The Market Code was thereafter amended by Ordinance No. 9236, Series of 1972, which reads:

SECTION 1. There is hereby imposed (5 %) tax on gross receipts on rentals or lease of space in privately-owned public markets in Quezon City.

xxx xxx xxx

SECTION 3. For the effective implementation of this Ordinance, owners of privately owned public markets shall submit ... a monthly certified list of stallholders of lessees of space in their markets xxx

Petitioner Progressive Devt Corp, owner and operator of a public market known as the "Farmers Market & Shopping Center" filed a Petition for Prohibition with Preliminary Injunction against respondent bec the supervision fee or license tax imposed by the ordinances is in reality a tax on income which QC may not impose, the same being expressly prohibited by RA 2264

QC answered: it had authority to enact the ordinances,

maintaining that the tax on gross receipts imposed therein is not a tax on income. SolGen added that the tax on gross receipts was not a tax on income but one imposed for the enjoyment of the privilege to engage in a particular trade or business which was within the power of QC to impose.

LC: dismissed the petition: the questioned imposition is not a tax

on income, but rather a privilege tax or license fee which local governments, like QC, are empowered to impose and collect.

ISSUE: Whether the tax imposed on gross receipts of stall rentals

is properly characterized as partaking of the nature of an income tax or, alternatively, of a license fee.
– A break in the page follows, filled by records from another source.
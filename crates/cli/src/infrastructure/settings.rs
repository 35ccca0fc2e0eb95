//! Tool settings from the environment.

use std::str::FromStr;

use tactica_domain::WrongReasonRule;
use tactica_shared::{DecodeOptions, GapPolicy, DEFAULT_MAX_MOVE_POINTS};

/// Knobs for reading and writing scenario files.
#[derive(Debug, Clone, PartialEq, Eq)]
pub struct ToolSettings {
    /// Highest `move_N` position probed per squad
    pub max_move_points: usize,
    pub gap_policy: GapPolicy,
    /// Require `color` and `right_move` on every team
    pub strict: bool,
    /// Collapse unrecognized `right_move` values to 0 on load
    pub normalize_markers: bool,
    /// Pretty-print written files
    pub pretty: bool,
    /// Which wrong-choice rationale the player shows
    pub wrong_reason_rule: WrongReasonRule,
}

impl Default for ToolSettings {
    fn default() -> Self {
        Self {
            max_move_points: DEFAULT_MAX_MOVE_POINTS,
            gap_policy: GapPolicy::default(),
            strict: false,
            normalize_markers: false,
            pretty: true,
            wrong_reason_rule: WrongReasonRule::default(),
        }
    }
}

impl ToolSettings {
    /// Load from environment variables, using defaults for missing values
    pub fn from_env() -> Self {
        Self::from_lookup(|key| std::env::var(key).ok())
    }

    fn from_lookup(lookup: impl Fn(&str) -> Option<String>) -> Self {
        let defaults = Self::default();

        Self {
            max_move_points: env_or(&lookup, "TACTICA_MAX_MOVE_POINTS", defaults.max_move_points),
            gap_policy: env_or(&lookup, "TACTICA_GAP_POLICY", defaults.gap_policy),
            strict: env_or(&lookup, "TACTICA_STRICT", defaults.strict),
            normalize_markers: env_or(
                &lookup,
                "TACTICA_NORMALIZE_MARKERS",
                defaults.normalize_markers,
            ),
            pretty: env_or(&lookup, "TACTICA_PRETTY", defaults.pretty),
            wrong_reason_rule: env_or(
                &lookup,
                "TACTICA_WRONG_REASON_RULE",
                defaults.wrong_reason_rule,
            ),
        }
    }

    pub fn decode_options(&self) -> DecodeOptions {
        DecodeOptions::new()
            .with_max_move_points(self.max_move_points)
            .with_gap_policy(self.gap_policy)
            .with_strict(self.strict)
            .with_normalized_markers(self.normalize_markers)
    }
}

fn env_or<T: FromStr>(lookup: &impl Fn(&str) -> Option<String>, key: &str, default: T) -> T {
    let Some(raw) = lookup(key) else {
        return default;
    };
    match raw.trim().parse() {
        Ok(value) => value,
        Err(_) => {
            tracing::warn!(key, value = %raw, "Ignoring unparseable setting");
            default
        }
    }
}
HELD: LICENSE FEE, in favor of QC!

Section 12, Article III RA 537, the Revised Charter of Quezon City,

authorizes the City Council:

xxx xxx xxx

(b) To provide for the levy and collection of taxes and other city revenues and apply the same to the payment of city expenses in accordance with appropriations.

(c) To tax, fix the license fee, and regulate the business of the following:

... preparation and sale of meat, poultry, fish, game, butter, cheese, lard vegetables, bread and other provisions.

The scope of legislative authority conferred upon the QC Council in respect of businesses like that of the petitioner, is

comprehensive: the grant of authority is not only" [to] regulate" and "fix the license fee," but also " to tax"

Also, RA 2264, the Local Autonomy Act, provides that:

Any provision of law to the contrary notwithstanding, all chartered cities, municipalities and municipal districts shall have

authority to impose municipal license taxes or fees upon persons

engaged in any occupation or business, or exercising privileges in

chartered cities, municipalities or municipal districts by requiring them to secure licenses at rates fixed by the municipal board or city council of the city, the municipal council of the municipality, or the municipal district council of the municipal district; to collect fees and charges for service rendered by the city, municipality or municipal district; to regulate and impose reasonable fees for services rendered in connection with any business, profession or occupation being conducted within the city, municipality or municipal district and otherwise to levy for public purposes just and uniform taxes licenses or fees: ...

Thus, RA 2264 confers upon local governments broad taxing authority extending to almost "everything, excepting those which are mentioned therein," provided that the tax levied is "for public purposes, just and uniform," does not transgress any constitutional provision and is not repugnant to a controlling statute.

Both the Local Autonomy Act and the Charter of QC clearly show that respondent is authorized to fix the license fee collectible from and regulate the business of petitioner as operator of a privately-owned public market.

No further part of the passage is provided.